La popularité de Nicolas Sarkozy n'est pas au beau fixe. Dans le sondage Clai-metronews-LCI réalisé par OpinionWay, 63% des Français ne veulent pas le voir reprendre du service dans la vie publique. C'est le premier sondage réalisé depuis que Nicolas Sarkozy a été mis en examen cette semaine pour recel de violation du secret professionnel, corruption et trafic d'influence actifs dans l'affaire des écoutes. S'il est encore trop tôt pour mesurer l'effet de ce nouvel épisode judiciaire sur sa popularité, une autre enquête d'opinion a montré que son intervention télévisée mercredi, durant laquelle il s'est défendu et a laissé la porte ouverte à son éventuel retour, n'a pas convaincu les Français. Quelque 52% d'entre eux se déclaraient en effet sceptiques quant à ses explications sur ses ennuis judiciaires.

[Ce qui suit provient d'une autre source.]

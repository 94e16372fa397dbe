//! Configuration system for s3mcp
//!
//! Provides a 4-tier configuration hierarchy:
//! 1. CLI flags (highest priority)
//! 2. Environment variables (and `.env`)
//! 3. User config file
//! 4. Built-in defaults (lowest priority)

mod defaults;
mod loader;
mod settings;
mod user_config;

pub use loader::{ConfigLoader, ConfigOverrides};
pub use settings::{AppConfig, BackendKind, ContentConfig, StorageConfig};
pub use user_config::UserConfig;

Au FN, beaucoup souhaitent son retour

A quatre mois du congrès de l'UMP, le retour de Nicolas Sarkozy semble donc plus compromis que jamais. Impossible, même ? Pas forcément, estime pour metronews Julien Goarant, directeur d'études chez Opinionway : "D'un point de vue électoral, la mise en examen peut s'avérer utile pour surfer sur sa propre victimisation. L'acharnement qu'il dénonce, de la part d'un gouvernement qui a un niveau de défiance élevé, peut être un levier de sympathie". In fine, cela pourrait donc lui conférer "non plus la stature d'un ancien président, mais celle d'une personnalité politique que l'on essaie d'abattre". D'un combattant, donc.

Reste à rassembler au-delà de son camp. Le candidat malheureux à sa réélection en 2012 peut en effet toujours compter sur le soutien des sympathisants de droite, qui sont 78% à désirer son retour sur le devant de la scène publique. Mais pour légitimer une possible candidature en 2017, "il lui faut reconquérir entre 15 et 20 points d'opinion", estime Julien Goarant. Pour l'heure, Nicolas Sarkozy grignote surtout sur sa droite, puisque 44% des personnes qui avaient glissé en 2012 leur bulletin dans l'urne en faveur de Marine Le Pen souhaitent le voir se présenter dans trois ans.